Records from a collection:
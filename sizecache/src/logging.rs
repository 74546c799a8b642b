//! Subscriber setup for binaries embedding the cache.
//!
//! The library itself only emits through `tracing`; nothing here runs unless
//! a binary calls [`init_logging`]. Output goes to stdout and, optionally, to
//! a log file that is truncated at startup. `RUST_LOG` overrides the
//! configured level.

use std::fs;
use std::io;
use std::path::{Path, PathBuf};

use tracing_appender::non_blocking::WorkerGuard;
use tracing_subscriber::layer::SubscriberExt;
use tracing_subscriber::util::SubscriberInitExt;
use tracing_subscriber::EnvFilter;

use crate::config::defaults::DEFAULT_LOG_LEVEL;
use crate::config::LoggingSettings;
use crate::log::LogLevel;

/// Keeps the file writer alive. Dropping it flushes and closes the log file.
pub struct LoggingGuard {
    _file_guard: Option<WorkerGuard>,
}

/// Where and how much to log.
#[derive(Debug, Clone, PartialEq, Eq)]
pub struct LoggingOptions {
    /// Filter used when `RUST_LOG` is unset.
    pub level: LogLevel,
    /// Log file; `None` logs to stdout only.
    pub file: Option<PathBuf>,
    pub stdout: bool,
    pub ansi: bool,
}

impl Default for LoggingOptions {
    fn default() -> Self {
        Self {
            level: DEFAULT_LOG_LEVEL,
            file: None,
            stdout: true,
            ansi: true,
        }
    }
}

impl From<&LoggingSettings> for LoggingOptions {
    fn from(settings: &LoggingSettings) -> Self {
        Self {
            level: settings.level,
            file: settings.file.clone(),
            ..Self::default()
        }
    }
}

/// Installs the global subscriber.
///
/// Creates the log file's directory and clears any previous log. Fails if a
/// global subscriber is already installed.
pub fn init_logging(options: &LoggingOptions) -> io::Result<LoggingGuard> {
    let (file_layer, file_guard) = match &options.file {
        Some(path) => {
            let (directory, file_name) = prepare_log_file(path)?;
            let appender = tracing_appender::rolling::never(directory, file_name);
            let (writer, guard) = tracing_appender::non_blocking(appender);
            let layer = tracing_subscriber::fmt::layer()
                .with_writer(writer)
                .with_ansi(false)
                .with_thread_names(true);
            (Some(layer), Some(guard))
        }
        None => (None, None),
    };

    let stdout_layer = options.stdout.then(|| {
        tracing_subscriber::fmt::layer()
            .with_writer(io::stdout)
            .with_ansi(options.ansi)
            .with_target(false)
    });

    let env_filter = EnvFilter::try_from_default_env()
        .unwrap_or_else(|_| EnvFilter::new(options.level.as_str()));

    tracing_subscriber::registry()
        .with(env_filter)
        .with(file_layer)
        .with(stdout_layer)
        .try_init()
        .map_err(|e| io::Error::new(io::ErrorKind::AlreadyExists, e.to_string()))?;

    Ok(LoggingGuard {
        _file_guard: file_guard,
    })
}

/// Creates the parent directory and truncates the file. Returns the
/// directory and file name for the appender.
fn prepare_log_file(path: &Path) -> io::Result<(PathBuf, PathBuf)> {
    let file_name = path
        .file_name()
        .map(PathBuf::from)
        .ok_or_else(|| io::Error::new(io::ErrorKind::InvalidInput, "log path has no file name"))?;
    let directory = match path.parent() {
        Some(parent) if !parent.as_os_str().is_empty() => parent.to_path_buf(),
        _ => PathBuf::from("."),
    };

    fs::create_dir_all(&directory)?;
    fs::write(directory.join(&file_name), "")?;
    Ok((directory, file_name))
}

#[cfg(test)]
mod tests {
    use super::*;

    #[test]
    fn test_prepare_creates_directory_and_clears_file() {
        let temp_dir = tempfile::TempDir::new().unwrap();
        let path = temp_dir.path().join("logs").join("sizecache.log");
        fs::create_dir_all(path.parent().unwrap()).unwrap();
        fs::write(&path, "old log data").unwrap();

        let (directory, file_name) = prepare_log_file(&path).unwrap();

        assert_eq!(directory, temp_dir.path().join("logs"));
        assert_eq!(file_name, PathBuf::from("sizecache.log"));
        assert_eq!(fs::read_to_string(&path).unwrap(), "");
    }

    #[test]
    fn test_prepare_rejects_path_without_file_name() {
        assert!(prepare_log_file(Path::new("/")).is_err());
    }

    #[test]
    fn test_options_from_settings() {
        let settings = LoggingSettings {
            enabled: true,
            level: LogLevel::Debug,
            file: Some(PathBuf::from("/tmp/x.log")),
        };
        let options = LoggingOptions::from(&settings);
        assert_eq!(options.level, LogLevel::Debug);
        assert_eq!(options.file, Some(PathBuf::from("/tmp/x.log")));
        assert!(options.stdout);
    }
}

---

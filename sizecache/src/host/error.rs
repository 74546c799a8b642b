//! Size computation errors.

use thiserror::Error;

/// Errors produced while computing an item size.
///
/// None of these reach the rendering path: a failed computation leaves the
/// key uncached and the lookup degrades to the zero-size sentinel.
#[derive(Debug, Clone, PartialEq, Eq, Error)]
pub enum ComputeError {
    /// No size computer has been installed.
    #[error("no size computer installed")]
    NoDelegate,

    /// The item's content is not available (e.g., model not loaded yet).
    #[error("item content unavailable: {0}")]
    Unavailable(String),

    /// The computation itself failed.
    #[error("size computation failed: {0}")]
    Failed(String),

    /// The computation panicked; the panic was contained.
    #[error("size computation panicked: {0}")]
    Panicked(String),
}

◆ Brief: Pull out every line in the data above that has the word "PathBuf".

◆ Exercise solution:
use std::path::{Path, PathBuf};
    pub file: Option<PathBuf>,
fn prepare_log_file(path: &Path) -> io::Result<(PathBuf, PathBuf)> {
        .map(PathBuf::from)
        _ => PathBuf::from("."),
        assert_eq!(file_name, PathBuf::from("sizecache.log"));
            file: Some(PathBuf::from("/tmp/x.log")),
        assert_eq!(options.file, Some(PathBuf::from("/tmp/x.log")));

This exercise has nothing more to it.